Work instructions:
The answer must consist of every line in the records below that contains the string "Some".

- - - -

// SPDX-License-Identifier: Apache-2.0 OR MIT
// Copyright (c) 2025-2026 naskel.com

//! Codec unit tests.

use super::*;
use crate::config::markers;
use crate::descriptor::{field_id, type_id, ClassCatalog};
use crate::error::CodecError;
use crate::model::{
    deep_eq, ClassDef, CustomSerialization, Externalizable, FieldType, HeapObject, Instance,
    ListKind, Value,
};
use std::sync::Arc;

fn env() -> CodecEnv {
    CodecEnv::new(
        Arc::new(ClassDescriptorRegistry::new()),
        Arc::new(FieldsIndexRegistry::new()),
        Arc::new(JsonFallback),
        64,
    )
}

fn encode(env: &CodecEnv, value: &Value) -> (Vec<u8>, EncodeStats) {
    let mut out = DataOutput::default();
    let mut handles = HandleTable::new();
    let stats = env
        .encode(value, &mut out, &mut handles)
        .expect("encode should succeed");
    (out.as_slice().to_vec(), stats)
}

fn decode(env: &CodecEnv, bytes: &[u8], loader: &dyn ClassLoader) -> CodecResult<Value> {
    let mut replay = HandleReplay::new();
    env.decode(DataInput::new(bytes), &mut replay, loader)
}

fn instance(value: &Value) -> Instance {
    value
        .as_object()
        .and_then(|o| o.read().as_instance().cloned())
        .expect("instance value")
}

struct Celsius;

impl CustomSerialization for Celsius {
    fn write_object(&self, instance: &Instance, out: &mut ObjectWriter<'_>) -> CodecResult<()> {
        out.default_write_object(instance)?;
        out.write_int(0x5EED);
        Ok(())
    }

    fn read_object(
        &self,
        instance: &mut Instance,
        input: &mut ObjectReader<'_>,
    ) -> CodecResult<()> {
        input.default_read_object(instance)?;
        assert_eq!(input.read_int()?, 0x5EED);
        Ok(())
    }
}

struct StagedFields;

impl CustomSerialization for StagedFields {
    fn write_object(&self, instance: &Instance, out: &mut ObjectWriter<'_>) -> CodecResult<()> {
        let doubled = instance.get("count").and_then(Value::as_int).unwrap_or(0) * 2;
        out.put_fields()?.put("count", doubled)?;
        out.write_fields()
    }

    fn read_object(
        &self,
        instance: &mut Instance,
        input: &mut ObjectReader<'_>,
    ) -> CodecResult<()> {
        let fields = input.read_fields()?;
        instance.set("count", fields.get_or("count", Value::Int(-1)))
    }
}

struct Money;

impl Externalizable for Money {
    fn write_external(&self, instance: &Instance, out: &mut ObjectWriter<'_>) -> CodecResult<()> {
        out.write_long(instance.get("cents").and_then(Value::as_long).unwrap_or(0));
        out.write_utf(instance.get("currency").and_then(Value::as_str).unwrap_or(""))
    }

    fn read_external(
        &self,
        instance: &mut Instance,
        input: &mut ObjectReader<'_>,
    ) -> CodecResult<()> {
        instance.set("cents", Value::Long(input.read_long()?))?;
        instance.set("currency", Value::from(input.read_utf()?))
    }
}

struct MisusedDefaults;

impl Externalizable for MisusedDefaults {
    fn write_external(&self, instance: &Instance, out: &mut ObjectWriter<'_>) -> CodecResult<()> {
        out.default_write_object(instance)
    }

    fn read_external(&self, _: &mut Instance, input: &mut ObjectReader<'_>) -> CodecResult<()> {
        input.read_fields().map(|_| ())
    }
}

#[test]
fn test_primitive_and_string_values() {
    let env = env();
    let catalog = ClassCatalog::new("test");
    for value in [
        Value::Int(-7),
        Value::Long(i64::MAX),
        Value::Double(2.5),
        Value::Char(0x263A),
        Value::Bool(true),
        Value::from("grid"),
        Value::Null,
    ] {
        let (bytes, stats) = encode(&env, &value);
        assert_eq!(stats.objects, 0);
        let back = decode(&env, &bytes, &catalog).expect("decode");
        assert_eq!(back, value);
    }
}

#[test]
fn test_shared_reference_written_once() {
    let env = env();
    let catalog = ClassCatalog::new("test");
    let shared = Value::object(HeapObject::Date(1_700_000_000_000));
    let list = Value::object(HeapObject::list(
        ListKind::ArrayList,
        vec![shared.clone(), shared.clone()],
    ));

    let (bytes, stats) = encode(&env, &list);
    assert_eq!(stats.objects, 2, "list and date");
    assert_eq!(stats.handle_refs, 1);

    let back = decode(&env, &bytes, &catalog).expect("decode");
    let items = match &*back.as_object().expect("list").read() {
        HeapObject::List { items, .. } => items.clone(),
        other => panic!("unexpected {:?}", other),
    };
    assert!(items[0].same(&items[1]));
    assert!(deep_eq(&back, &list));
}

#[test]
fn test_strings_are_not_deduplicated() {
    let env = env();
    let s = Value::from("repeat");
    let list = Value::object(HeapObject::list(ListKind::ArrayList, vec![s.clone(), s]));
    let (_, stats) = encode(&env, &list);
    assert_eq!(stats.handle_refs, 0);
}

#[test]
fn test_custom_methods_roundtrip() {
    let env = env();
    let class = ClassDef::builder("Temperature")
        .field("celsius", FieldType::Double)
        .field("label", FieldType::Other)
        .custom(Arc::new(Celsius))
        .build();
    let catalog = ClassCatalog::new("test")
        .with_classes([Arc::clone(&class)])
        .expect("register");

    let value = Value::object(HeapObject::Instance(
        Instance::new(&class)
            .with("celsius", 21.5)
            .and_then(|i| i.with("label", "lab"))
            .expect("fields"),
    ));
    let (bytes, _) = encode(&env, &value);
    let back = decode(&env, &bytes, &catalog).expect("decode");
    assert!(deep_eq(&back, &value));
}

#[test]
fn test_put_fields_and_read_fields() {
    let env = env();
    let class = ClassDef::builder("Counter")
        .field("count", FieldType::Int)
        .custom(Arc::new(StagedFields))
        .build();
    let catalog = ClassCatalog::new("test")
        .with_classes([Arc::clone(&class)])
        .expect("register");

    let value = Value::object(HeapObject::Instance(
        Instance::new(&class).with("count", 21).expect("count"),
    ));
    let (bytes, _) = encode(&env, &value);
    let back = decode(&env, &bytes, &catalog).expect("decode");
    assert_eq!(instance(&back).get("count"), Some(&Value::Int(42)));
}

#[test]
fn test_indexed_custom_routine_carries_footer() {
    let env = env();
    let class = ClassDef::builder("Counter")
        .field("count", FieldType::Int)
        .custom(Arc::new(StagedFields))
        .build();
    let desc = env.registry.descriptor_for_class(&class).expect("descriptor");
    assert!(env.index.enable(&desc));
    let catalog = ClassCatalog::new("test")
        .with_classes([Arc::clone(&class)])
        .expect("register");

    let value = Value::object(HeapObject::Instance(
        Instance::new(&class).with("count", 4).expect("count"),
    ));
    let (bytes, stats) = encode(&env, &value);
    assert_eq!(stats.footers, 1);

    let view = footer::FooterView::parse(&bytes, 0, bytes.len())
        .expect("valid footer")
        .expect("footer present");
    assert_eq!(view.obj_end(), bytes.len());
    let entry = view.find(field_id("count")).expect("count entry");
    assert_eq!(entry.entry.field_type, FieldType::Int);

    let back = decode(&env, &bytes, &catalog).expect("decode");
    assert_eq!(instance(&back).get("count"), Some(&Value::Int(8)));
}

#[test]
fn test_indexed_custom_routine_rejects_extra_data() {
    let env = env();
    let class = ClassDef::builder("Temperature")
        .field("celsius", FieldType::Double)
        .field("label", FieldType::Other)
        .custom(Arc::new(Celsius))
        .build();
    let desc = env.registry.descriptor_for_class(&class).expect("descriptor");
    assert!(env.index.enable(&desc));

    let value = Value::object(HeapObject::Instance(
        Instance::new(&class).with("celsius", 3.0).expect("celsius"),
    ));
    let mut out = DataOutput::default();
    let mut handles = HandleTable::new();
    let err = env.encode(&value, &mut out, &mut handles).unwrap_err();
    assert!(matches!(err, CodecError::UnsupportedType { .. }), "{:?}", err);
}

#[test]
fn test_externalizable_roundtrip() {
    let env = env();
    let class = ClassDef::builder("Money")
        .field("cents", FieldType::Long)
        .field("currency", FieldType::Other)
        .externalizable(Arc::new(Money))
        .build();
    let catalog = ClassCatalog::new("test")
        .with_classes([Arc::clone(&class)])
        .expect("register");

    let value = Value::object(HeapObject::Instance(
        Instance::new(&class)
            .with("cents", 1999i64)
            .and_then(|i| i.with("currency", "EUR"))
            .expect("fields"),
    ));
    let (bytes, _) = encode(&env, &value);
    let back = decode(&env, &bytes, &catalog).expect("decode");
    assert!(deep_eq(&back, &value));
}

#[test]
fn test_default_write_outside_custom_routine_is_not_active() {
    let env = env();
    let class = ClassDef::builder("Broken")
        .field("x", FieldType::Int)
        .externalizable(Arc::new(MisusedDefaults))
        .build();
    let value = Value::object(HeapObject::Instance(Instance::new(&class)));

    let mut out = DataOutput::default();
    let mut handles = HandleTable::new();
    let err = env.encode(&value, &mut out, &mut handles).unwrap_err();
    assert!(matches!(err, CodecError::NotActive(_)), "{:?}", err);
}

#[test]
fn test_excluded_and_replaced_to_null() {
    let env = env();
    let secret = ClassDef::builder("Secret").excluded().build();
    let lazy = ClassDef::builder("LazyValue")
        .replace_with(|_| Value::Null)
        .build();

    for class in [secret, lazy] {
        let value = Value::object(HeapObject::Instance(Instance::new(&class)));
        let (bytes, _) = encode(&env, &value);
        assert_eq!(bytes, vec![markers::NULL]);
    }
}

#[test]
fn test_replace_resolves_substitute_descriptor() {
    let env = env();
    let proxy_target = ClassDef::builder("Resolved")
        .field("id", FieldType::Int)
        .build();
    let target = Arc::clone(&proxy_target);
    let proxy = ClassDef::builder("Proxy")
        .replace_with(move |_| {
            Value::object(HeapObject::Instance(
                Instance::new(&target).with("id", 3).unwrap_or_else(|_| Instance::new(&target)),
            ))
        })
        .build();
    let catalog = ClassCatalog::new("test")
        .with_classes([Arc::clone(&proxy_target)])
        .expect("register");

    let value = Value::object(HeapObject::Instance(Instance::new(&proxy)));
    let (bytes, _) = encode(&env, &value);
    assert_eq!(&bytes[1..5], &type_id("Resolved").to_le_bytes());
    let back = decode(&env, &bytes, &catalog).expect("decode");
    assert_eq!(instance(&back).get("id"), Some(&Value::Int(3)));
}

#[test]
fn test_unknown_class_is_unresolved() {
    let env = env();
    let class = ClassDef::builder("Orphan").build();
    let value = Value::object(HeapObject::Instance(Instance::new(&class)));
    let (bytes, _) = encode(&env, &value);

    let err = decode(&env, &bytes, &ClassCatalog::new("empty")).unwrap_err();
    assert!(matches!(err, CodecError::UnresolvedClass { type_id: id } if id == type_id("Orphan")));
}

#[test]
fn test_throwable_goes_through_fallback() {
    let env = env();
    let class = ClassDef::builder("TimeoutError")
        .field("message", FieldType::Other)
        .throwable()
        .build();
    let catalog = ClassCatalog::new("test")
        .with_classes([Arc::clone(&class)])
        .expect("register");
    let value = Value::object(HeapObject::Instance(
        Instance::new(&class).with("message", "late").expect("message"),
    ));

    let (bytes, stats) = encode(&env, &value);
    assert_eq!(bytes[0], markers::FALLBACK);
    assert_eq!(stats.objects, 0);
    let back = decode(&env, &bytes, &catalog).expect("decode");
    assert!(deep_eq(&back, &value));
}

#[test]
fn test_depth_limit() {
    let env = CodecEnv::new(
        Arc::new(ClassDescriptorRegistry::new()),
        Arc::new(FieldsIndexRegistry::new()),
        Arc::new(JsonFallback),
        4,
    );
    let mut value = Value::Null;
    for _ in 0..8 {
        value = Value::object(HeapObject::list(ListKind::LinkedList, vec![value]));
    }
    let mut out = DataOutput::default();
    let mut handles = HandleTable::new();
    let err = env.encode(&value, &mut out, &mut handles).unwrap_err();
    assert!(matches!(err, CodecError::DepthExceeded(4)));
}

#[test]
fn test_unknown_marker_and_dangling_handle() {
    let env = env();
    let catalog = ClassCatalog::new("test");
    let err = decode(&env, &[0x7E], &catalog).unwrap_err();
    assert!(matches!(err, CodecError::UnknownMarker { marker: 0x7E, offset: 0 }));

    let mut bytes = vec![markers::HANDLE];
    bytes.extend_from_slice(&4u32.to_le_bytes());
    let err = decode(&env, &bytes, &catalog).unwrap_err();
    assert!(matches!(err, CodecError::DanglingHandle { offset: 0, .. }));
}

#[test]
fn test_random_int_arrays() {
    let env = env();
    let catalog = ClassCatalog::new("test");
    let mut rng = fastrand::Rng::with_seed(0x6D61_7273);
    for _ in 0..32 {
        let len = rng.usize(0..64);
        let data: Vec<i32> = (0..len).map(|_| rng.i32(..)).collect();
        let value = Value::object(HeapObject::PrimitiveArray(
            crate::model::PrimitiveArray::Int(data),
        ));
        let (bytes, _) = encode(&env, &value);
        let back = decode(&env, &bytes, &catalog).expect("decode");
        assert!(deep_eq(&back, &value));
    }
}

- - - -

Response box:
    assert_eq!(instance(&back).get("count"), Some(&Value::Int(42)));
    assert_eq!(instance(&back).get("count"), Some(&Value::Int(8)));
    assert_eq!(instance(&back).get("id"), Some(&Value::Int(3)));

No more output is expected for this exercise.